■ Your goal ■
Down to the final line, return the records unchanged.

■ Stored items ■
---+---

use axum::{
    http::StatusCode,
    response::{IntoResponse, Response},
    Json,
};
use serde_json::{json, Value};
use thiserror::Error;

/// Application-level error type. Every pipeline failure maps to exactly one
/// variant so callers can tell "service down" from "service returned garbage".
/// Implements `IntoResponse` so Axum handlers can return `Result<T, AppError>`.
#[derive(Debug, Error)]
pub enum AppError {
    #[error("Invalid request: {0}")]
    InvalidRequest(String),

    #[error("Text generation service unavailable: {0}")]
    UpstreamUnavailable(String),

    #[error("Malformed evaluation: {0}")]
    MalformedEvaluation(String),

    #[error("Invalid document structure: {0}")]
    InvalidDocumentStructure(String),

    #[error("Rendering failed: {message}")]
    RenderFailed {
        message: String,
        /// Upstream error text, when the rendering service returned one.
        details: Option<String>,
    },
}

impl AppError {
    /// Stable, machine-readable error code.
    pub fn code(&self) -> &'static str {
        match self {
            AppError::InvalidRequest(_) => "INVALID_REQUEST",
            AppError::UpstreamUnavailable(_) => "UPSTREAM_UNAVAILABLE",
            AppError::MalformedEvaluation(_) => "MALFORMED_EVALUATION",
            AppError::InvalidDocumentStructure(_) => "INVALID_DOCUMENT_STRUCTURE",
            AppError::RenderFailed { .. } => "RENDER_FAILED",
        }
    }

    pub fn status(&self) -> StatusCode {
        match self {
            AppError::InvalidRequest(_) => StatusCode::BAD_REQUEST,
            AppError::UpstreamUnavailable(_) => StatusCode::SERVICE_UNAVAILABLE,
            AppError::MalformedEvaluation(_) => StatusCode::BAD_GATEWAY,
            AppError::InvalidDocumentStructure(_) => StatusCode::UNPROCESSABLE_ENTITY,
            AppError::RenderFailed { .. } => StatusCode::BAD_GATEWAY,
        }
    }
}

impl IntoResponse for AppError {
    fn into_response(self) -> Response {
        let status = self.status();
        let code = self.code();

        let (message, details) = match &self {
            AppError::InvalidRequest(msg) => (msg.clone(), None),
            AppError::UpstreamUnavailable(msg) => {
                tracing::error!("Upstream unavailable: {msg}");
                (
                    "The text generation service is unavailable. Please try again.".to_string(),
                    None,
                )
            }
            AppError::MalformedEvaluation(msg) => {
                tracing::error!("Malformed evaluation: {msg}");
                (
                    "Invalid response format from AI service".to_string(),
                    Some(msg.clone()),
                )
            }
            AppError::InvalidDocumentStructure(msg) => {
                tracing::error!("Invalid document structure: {msg}");
                ("Invalid HTML structure".to_string(), Some(msg.clone()))
            }
            AppError::RenderFailed { message, details } => {
                tracing::error!("Render failed: {message} ({details:?})");
                (message.clone(), details.clone())
            }
        };

        let mut error = json!({
            "code": code,
            "message": message,
        });
        if let Some(details) = details {
            error["details"] = Value::String(details);
        }

        (status, Json(json!({ "error": error }))).into_response()
    }
}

---+---

■ Response to the exercise ■
use axum::{
    http::StatusCode,
    response::{IntoResponse, Response},
    Json,
};
use serde_json::{json, Value};
use thiserror::Error;

/// Application-level error type. Every pipeline failure maps to exactly one
/// variant so callers can tell "service down" from "service returned garbage".
/// Implements `IntoResponse` so Axum handlers can return `Result<T, AppError>`.
#[derive(Debug, Error)]
pub enum AppError {
    #[error("Invalid request: {0}")]
    InvalidRequest(String),

    #[error("Text generation service unavailable: {0}")]
    UpstreamUnavailable(String),

    #[error("Malformed evaluation: {0}")]
    MalformedEvaluation(String),

    #[error("Invalid document structure: {0}")]
    InvalidDocumentStructure(String),

    #[error("Rendering failed: {message}")]
    RenderFailed {
        message: String,
        /// Upstream error text, when the rendering service returned one.
        details: Option<String>,
    },
}

impl AppError {
    /// Stable, machine-readable error code.
    pub fn code(&self) -> &'static str {
        match self {
            AppError::InvalidRequest(_) => "INVALID_REQUEST",
            AppError::UpstreamUnavailable(_) => "UPSTREAM_UNAVAILABLE",
            AppError::MalformedEvaluation(_) => "MALFORMED_EVALUATION",
            AppError::InvalidDocumentStructure(_) => "INVALID_DOCUMENT_STRUCTURE",
            AppError::RenderFailed { .. } => "RENDER_FAILED",
        }
    }

    pub fn status(&self) -> StatusCode {
        match self {
            AppError::InvalidRequest(_) => StatusCode::BAD_REQUEST,
            AppError::UpstreamUnavailable(_) => StatusCode::SERVICE_UNAVAILABLE,
            AppError::MalformedEvaluation(_) => StatusCode::BAD_GATEWAY,
            AppError::InvalidDocumentStructure(_) => StatusCode::UNPROCESSABLE_ENTITY,
            AppError::RenderFailed { .. } => StatusCode::BAD_GATEWAY,
        }
    }
}

impl IntoResponse for AppError {
    fn into_response(self) -> Response {
        let status = self.status();
        let code = self.code();

        let (message, details) = match &self {
            AppError::InvalidRequest(msg) => (msg.clone(), None),
            AppError::UpstreamUnavailable(msg) => {
                tracing::error!("Upstream unavailable: {msg}");
                (
                    "The text generation service is unavailable. Please try again.".to_string(),
                    None,
                )
            }
            AppError::MalformedEvaluation(msg) => {
                tracing::error!("Malformed evaluation: {msg}");
                (
                    "Invalid response format from AI service".to_string(),
                    Some(msg.clone()),
                )
            }
            AppError::InvalidDocumentStructure(msg) => {
                tracing::error!("Invalid document structure: {msg}");
                ("Invalid HTML structure".to_string(), Some(msg.clone()))
            }
            AppError::RenderFailed { message, details } => {
                tracing::error!("Render failed: {message} ({details:?})");
                (message.clone(), details.clone())
            }
        };

        let mut error = json!({
            "code": code,
            "message": message,
        });
        if let Some(details) = details {
            error["details"] = Value::String(details);
        }

        (status, Json(json!({ "error": error }))).into_response()
    }
}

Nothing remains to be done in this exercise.